Times 27181 – Nice and easy does it

Posted on Categories Daily Cryptic
I’m in a Steinbeck phase at the moment as I make my tour of 20th century American literature, and if there’s anyone out there who has missed him, as I had, then if you like a blend of good story-telling, accessible and stylish prose and magnificent armchair philosophising (much of it attributable to his great mate Ed Ricketts), then try him out. Cannery Row is a good place to start. Very amusing stuff. East of Eden is a page-turner, while The Grapes of Wrath, as something of a one-off, might be left until you have a better appreciation of Steinbeck as a bloke. Not self-righteous and gruff, really, at all.

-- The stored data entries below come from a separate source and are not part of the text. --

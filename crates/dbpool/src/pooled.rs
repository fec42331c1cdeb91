//! Leased connections.

use std::fmt;
use std::ops::{Deref, DerefMut};
use std::sync::{Arc, Weak};
use std::time::Duration;

use crate::connection::{Connection, Connector};
use crate::error::DriverError;
use crate::inner::{Conn, Lease, PoolInner};
use crate::lifecycle::ConnectionMetadata;
use crate::value::{Rows, Value};

const LEASE_MSG: &str = "PooledConnection used after release";

/// A connection retrieved from the pool.
///
/// The connection is leased to exactly one holder. When the holder drops it,
/// through normal scope exit, an early return, a panic, or cancellation of
/// the enclosing future, it is returned to the pool exactly once.
///
/// Call [`mark_broken`](Self::mark_broken) after a connection-level failure
/// so the pool closes the session and opens a replacement instead of handing
/// it to the next caller.
pub struct PooledConnection<C: Connector> {
    pool: Weak<PoolInner<C>>,
    lease: Option<Lease<Conn<C>>>,
    broken: bool,
}

impl<C: Connector> PooledConnection<C> {
    pub(crate) fn new(pool: &Arc<PoolInner<C>>, lease: Lease<Conn<C>>) -> Self {
        Self {
            pool: Arc::downgrade(pool),
            lease: Some(lease),
            broken: false,
        }
    }

    /// Identifier of the pool slot this connection occupies.
    #[must_use]
    pub fn id(&self) -> u64 {
        self.lease.as_ref().map_or(0, |l| l.meta.id)
    }

    /// Bookkeeping for this connection at the time it was checked out.
    ///
    /// This is a snapshot taken at checkout and is not updated while the
    /// lease is held: `state` always reads [`SlotState::Leased`] and
    /// `last_used_at` is the checkout instant. Returns `None` only after the
    /// connection has been released or detached.
    ///
    /// [`SlotState::Leased`]: crate::SlotState::Leased
    #[must_use]
    pub fn metadata(&self) -> Option<&ConnectionMetadata> {
        self.lease.as_ref().map(|l| &l.meta)
    }

    /// How long the connection sat idle before this checkout.
    ///
    /// `None` for a connection opened for this lease.
    pub(crate) fn idle_for(&self) -> Option<Duration> {
        self.lease.as_ref().and_then(|l| l.idle_for)
    }

    /// Mark the connection as broken.
    ///
    /// It will be closed and replaced when it is returned to the pool.
    pub fn mark_broken(&mut self) {
        self.broken = true;
    }

    /// Check if the connection has been marked broken.
    #[must_use]
    pub fn is_broken(&self) -> bool {
        self.broken
    }

    /// Execute a statement on this connection.
    ///
    /// A transient driver error marks the connection broken. So does
    /// cancelling the call before it completes, since the session may be
    /// left mid-exchange.
    pub async fn execute(&mut self, query: &str, params: &[Value]) -> Result<Rows, DriverError> {
        let was_broken = std::mem::replace(&mut self.broken, true);
        let result = self.deref_mut().execute(query, params).await;
        match &result {
            Err(e) if e.is_transient() => {}
            _ => self.broken = was_broken,
        }
        result
    }

    /// Check that the connection is alive.
    ///
    /// A failed or cancelled ping marks the connection broken.
    pub async fn ping(&mut self) -> Result<(), DriverError> {
        let was_broken = std::mem::replace(&mut self.broken, true);
        let result = self.deref_mut().ping().await;
        if result.is_ok() {
            self.broken = was_broken;
        }
        result
    }

    /// Return the connection to the pool now.
    ///
    /// Equivalent to dropping the handle.
    pub fn release(self) {
        drop(self);
    }

    /// Take the connection out of the pool.
    ///
    /// The pool forgets the connection and frees its slot. The caller owns
    /// the session and is responsible for closing it.
    #[must_use]
    pub fn detach(mut self) -> C::Connection {
        #[allow(clippy::expect_used)]
        let lease = self.lease.take().expect(LEASE_MSG);
        if let Some(pool) = self.pool.upgrade() {
            pool.detach(lease.meta.id);
        }
        lease.conn
    }
}

impl<C: Connector> Deref for PooledConnection<C> {
    type Target = C::Connection;

    #[allow(clippy::expect_used)]
    fn deref(&self) -> &Self::Target {
        &self.lease.as_ref().expect(LEASE_MSG).conn
    }
}

impl<C: Connector> DerefMut for PooledConnection<C> {
    #[allow(clippy::expect_used)]
    fn deref_mut(&mut self) -> &mut Self::Target {
        &mut self.lease.as_mut().expect(LEASE_MSG).conn
    }
}

impl<C: Connector> Drop for PooledConnection<C> {
    fn drop(&mut self) {
        let Some(lease) = self.lease.take() else {
            return;
        };
        match self.pool.upgrade() {
            Some(pool) => pool.release(lease, !self.broken),
            None => tracing::trace!(slot = lease.meta.id, "pool dropped, discarding connection"),
        }
    }
}

impl<C: Connector> fmt::Debug for PooledConnection<C> {
    fn fmt(&self, f: &mut fmt::Formatter<'_>) -> fmt::Result {
        f.debug_struct("PooledConnection")
            .field("id", &self.id())
            .field("broken", &self.broken)
            .finish_non_exhaustive()
    }
}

Actually, there’s a lot more to say about Steinbeck and his ever-popular works (nearly all of them are still in print – which is more than you can say for the stuff the critics who attacked him churned out*) than there is about this crossword. It’s very neat, but not very challenging. As long as you know how to follow cryptic directions and have a smidgen of knowledge about essential cultural aspects such as The Bard of Avon and God’s Own University. I managed the thing in 12:50, which is about as fast as it gets for me. I expect one or two PBs.#

* CS Lewis, writing to a child correspondent, once wrote, concerning literary criticism, I think it was, that critics like to attack Verdi for ‘the cheapness of his thematic material’. ‘What they really mean’, he added, ‘is that he could write tunes and they can’t.’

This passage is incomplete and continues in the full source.